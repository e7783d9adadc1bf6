//! Resize to explicit pixels, a percentage, or a named preset.

use image::imageops::FilterType;
use serde::{Deserialize, Serialize};

use super::{check_range, StageContext, TransformStage, WorkingImage};
use crate::error::{PipelineError, PipelineResult};
use crate::pipeline::raster::RasterBuffer;

const STAGE: &str = "resize";

/// Named target sizes.
pub const PRESETS: &[(&str, u32, u32)] = &[
    ("thumbnail", 150, 150),
    ("hd", 1280, 720),
    ("full-hd", 1920, 1080),
    ("instagram-square", 1080, 1080),
    ("instagram-portrait", 1080, 1350),
    ("facebook-cover", 820, 312),
    ("twitter-post", 1200, 675),
    ("youtube-thumbnail", 1280, 720),
];

/// Resampling filter.
#[derive(Debug, Clone, Copy, Default, PartialEq, Eq, Serialize, Deserialize)]
#[serde(rename_all = "kebab-case")]
pub enum ResizeFilter {
    Nearest,
    #[default]
    Triangle,
    CatmullRom,
    Gaussian,
    Lanczos3,
}

impl From<ResizeFilter> for FilterType {
    fn from(filter: ResizeFilter) -> Self {
        match filter {
            ResizeFilter::Nearest => FilterType::Nearest,
            ResizeFilter::Triangle => FilterType::Triangle,
            ResizeFilter::CatmullRom => FilterType::CatmullRom,
            ResizeFilter::Gaussian => FilterType::Gaussian,
            ResizeFilter::Lanczos3 => FilterType::Lanczos3,
        }
    }
}

/// Resize parameters. Exactly one sizing source must be set: `width` and/or
/// `height`, `percent`, or `preset`.
///
/// With `maintain_aspect`, the height follows the width (width wins when both
/// are given); with only a height, the width follows the height. Derived
/// dimensions are rounded to the nearest integer.
#[derive(Debug, Clone, PartialEq, Serialize, Deserialize)]
pub struct ResizeSpec {
    #[serde(default, skip_serializing_if = "Option::is_none")]
    pub width: Option<u32>,
    #[serde(default, skip_serializing_if = "Option::is_none")]
    pub height: Option<u32>,
    #[serde(default, skip_serializing_if = "Option::is_none")]
    pub percent: Option<f64>,
    #[serde(default, skip_serializing_if = "Option::is_none")]
    pub preset: Option<String>,
    #[serde(default = "default_maintain_aspect")]
    pub maintain_aspect: bool,
    #[serde(default)]
    pub filter: ResizeFilter,
}

fn default_maintain_aspect() -> bool {
    true
}

impl ResizeSpec {
    /// Scale both sides by `percent`.
    pub fn percent(percent: f64) -> Self {
        Self {
            width: None,
            height: None,
            percent: Some(percent),
            preset: None,
            maintain_aspect: true,
            filter: ResizeFilter::default(),
        }
    }

    /// Explicit pixel size.
    pub fn pixels(width: Option<u32>, height: Option<u32>, maintain_aspect: bool) -> Self {
        Self {
            width,
            height,
            percent: None,
            preset: None,
            maintain_aspect,
            filter: ResizeFilter::default(),
        }
    }

    /// Target size for a source of `src_w` x `src_h`.
    pub fn target_dimensions(
        &self,
        src_w: u32,
        src_h: u32,
        ctx: &StageContext,
    ) -> PipelineResult<(u32, u32)> {
        self.validate(ctx)?;
        let (sw, sh) = (f64::from(src_w), f64::from(src_h));

        let (w, h) = if let Some(percent) = self.percent {
            (
                (sw * percent / 100.0).round(),
                (sh * percent / 100.0).round(),
            )
        } else if let Some(name) = &self.preset {
            let (pw, ph) = preset_dimensions(name)?;
            let pw = f64::from(pw);
            if self.maintain_aspect {
                (pw, (pw * sh / sw).round())
            } else {
                (pw, f64::from(ph))
            }
        } else {
            match (self.width, self.height) {
                (Some(w), Some(h)) if !self.maintain_aspect => (f64::from(w), f64::from(h)),
                (Some(w), _) => {
                    let w = f64::from(w);
                    let h = if self.maintain_aspect {
                        (w * sh / sw).round()
                    } else {
                        sh
                    };
                    (w, h)
                }
                (None, Some(h)) => {
                    let h = f64::from(h);
                    let w = if self.maintain_aspect {
                        (h * sw / sh).round()
                    } else {
                        sw
                    };
                    (w, h)
                }
                (None, None) => {
                    return Err(PipelineError::invalid(STAGE, "no target size given"));
                }
            }
        };

        if w < 1.0 || h < 1.0 {
            return Err(PipelineError::invalid(
                STAGE,
                format!("computed size {w}x{h} rounds to zero"),
            ));
        }
        let max = f64::from(ctx.max_dimension);
        if w > max || h > max {
            return Err(PipelineError::invalid(
                STAGE,
                format!("computed size {w}x{h} exceeds the {max}px limit"),
            ));
        }
        Ok((w as u32, h as u32))
    }
}

fn preset_dimensions(name: &str) -> PipelineResult<(u32, u32)> {
    PRESETS
        .iter()
        .find(|(preset, _, _)| preset.eq_ignore_ascii_case(name))
        .map(|&(_, w, h)| (w, h))
        .ok_or_else(|| PipelineError::invalid(STAGE, format!("unknown preset {name:?}")))
}

impl TransformStage for ResizeSpec {
    fn name(&self) -> &'static str {
        STAGE
    }

    fn validate(&self, _ctx: &StageContext) -> PipelineResult<()> {
        let has_pixels = self.width.is_some() || self.height.is_some();
        let sources = [has_pixels, self.percent.is_some(), self.preset.is_some()]
            .iter()
            .filter(|&&set| set)
            .count();
        if sources != 1 {
            return Err(PipelineError::invalid(
                STAGE,
                "set exactly one of width/height, percent, or preset",
            ));
        }
        if self.width == Some(0) || self.height == Some(0) {
            return Err(PipelineError::invalid(STAGE, "width and height must be > 0"));
        }
        if let Some(percent) = self.percent {
            check_range(STAGE, "percent", percent, f64::MIN_POSITIVE, 10_000.0)?;
        }
        if let Some(name) = &self.preset {
            preset_dimensions(name)?;
        }
        Ok(())
    }

    fn apply(&self, image: WorkingImage, ctx: &StageContext) -> PipelineResult<WorkingImage> {
        let (src_w, src_h) = image.buffer.dimensions();
        let (w, h) = self.target_dimensions(src_w, src_h, ctx)?;
        if (w, h) == (src_w, src_h) {
            return Ok(image);
        }

        let resized = image::imageops::resize(
            &image.buffer.into_rgba_image(),
            w,
            h,
            self.filter.into(),
        );
        tracing::trace!("Resized {src_w}x{src_h} -> {w}x{h}");
        Ok(WorkingImage {
            buffer: RasterBuffer::from_rgba_image(resized)?,
            target: image.target,
        })
    }
}

#[cfg(test)]
mod tests {
    use super::super::test_support::*;
    use super::*;

    fn dims(spec: &ResizeSpec, w: u32, h: u32) -> PipelineResult<(u32, u32)> {
        spec.target_dimensions(w, h, &StageContext::default())
    }

    #[test]
    fn percent_scales_both_sides() {
        assert_eq!(dims(&ResizeSpec::percent(50.0), 2000, 1000).unwrap(), (1000, 500));
        assert_eq!(dims(&ResizeSpec::percent(33.0), 100, 75).unwrap(), (33, 25));
    }

    #[test]
    fn width_only_derives_height() {
        let spec = ResizeSpec::pixels(Some(800), None, true);
        assert_eq!(dims(&spec, 1920, 1080).unwrap(), (800, 450));
        // 300 * 333 / 500 = 199.8 rounds to 200
        let spec = ResizeSpec::pixels(Some(300), None, true);
        assert_eq!(dims(&spec, 500, 333).unwrap(), (300, 200));
    }

    #[test]
    fn height_only_derives_width() {
        let spec = ResizeSpec::pixels(None, Some(300), true);
        assert_eq!(dims(&spec, 1600, 1200).unwrap(), (400, 300));
    }

    #[test]
    fn width_wins_when_both_set_with_aspect() {
        let spec = ResizeSpec::pixels(Some(400), Some(999), true);
        assert_eq!(dims(&spec, 800, 600).unwrap(), (400, 300));
    }

    #[test]
    fn explicit_pair_without_aspect() {
        let spec = ResizeSpec::pixels(Some(10), Some(90), false);
        assert_eq!(dims(&spec, 800, 600).unwrap(), (10, 90));
        let spec = ResizeSpec::pixels(Some(10), None, false);
        assert_eq!(dims(&spec, 800, 600).unwrap(), (10, 600));
    }

    #[test]
    fn presets() {
        let mut spec = ResizeSpec::pixels(None, None, false);
        spec.preset = Some("instagram-square".to_string());
        assert_eq!(dims(&spec, 4000, 3000).unwrap(), (1080, 1080));

        spec.maintain_aspect = true;
        assert_eq!(dims(&spec, 4000, 3000).unwrap(), (1080, 810));

        spec.preset = Some("poster".to_string());
        assert!(matches!(
            dims(&spec, 10, 10),
            Err(PipelineError::InvalidParameter { .. })
        ));
    }

    #[test]
    fn rejects_bad_parameters() {
        assert!(dims(&ResizeSpec::pixels(Some(0), None, true), 10, 10).is_err());
        assert!(dims(&ResizeSpec::pixels(None, None, true), 10, 10).is_err());
        assert!(dims(&ResizeSpec::percent(-5.0), 10, 10).is_err());
        assert!(dims(&ResizeSpec::percent(f64::NAN), 10, 10).is_err());

        let mut both = ResizeSpec::percent(50.0);
        both.width = Some(10);
        assert!(dims(&both, 10, 10).is_err());
    }

    #[test]
    fn rejects_sizes_rounding_to_zero_or_over_limit() {
        assert!(dims(&ResizeSpec::percent(1.0), 10, 10).is_err());
        let ctx = StageContext {
            max_dimension: 100,
            ..StageContext::default()
        };
        let err = ResizeSpec::percent(200.0)
            .target_dimensions(60, 60, &ctx)
            .unwrap_err();
        assert!(err.to_string().contains("limit"));
    }

    #[test]
    fn apply_produces_exact_size() {
        let out = ResizeSpec::pixels(Some(37), Some(11), false)
            .apply(working(gradient(100, 50)), &StageContext::default())
            .unwrap();
        assert_eq!(out.buffer.dimensions(), (37, 11));
        assert_eq!(out.buffer.pixels().len(), 37 * 11 * 4);
    }

    #[test]
    fn apply_same_size_is_noop() {
        let input = gradient(20, 10);
        let out = ResizeSpec::percent(100.0)
            .apply(working(input.clone()), &StageContext::default())
            .unwrap();
        assert_eq!(out.buffer, input);
    }
}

================================

EXERCISE DETAILS:
Return each line of the material in which the string "instagram" can be found.

ANSWER SPACE:
    ("instagram-square", 1080, 1080),
    ("instagram-portrait", 1080, 1350),
        spec.preset = Some("instagram-square".to_string());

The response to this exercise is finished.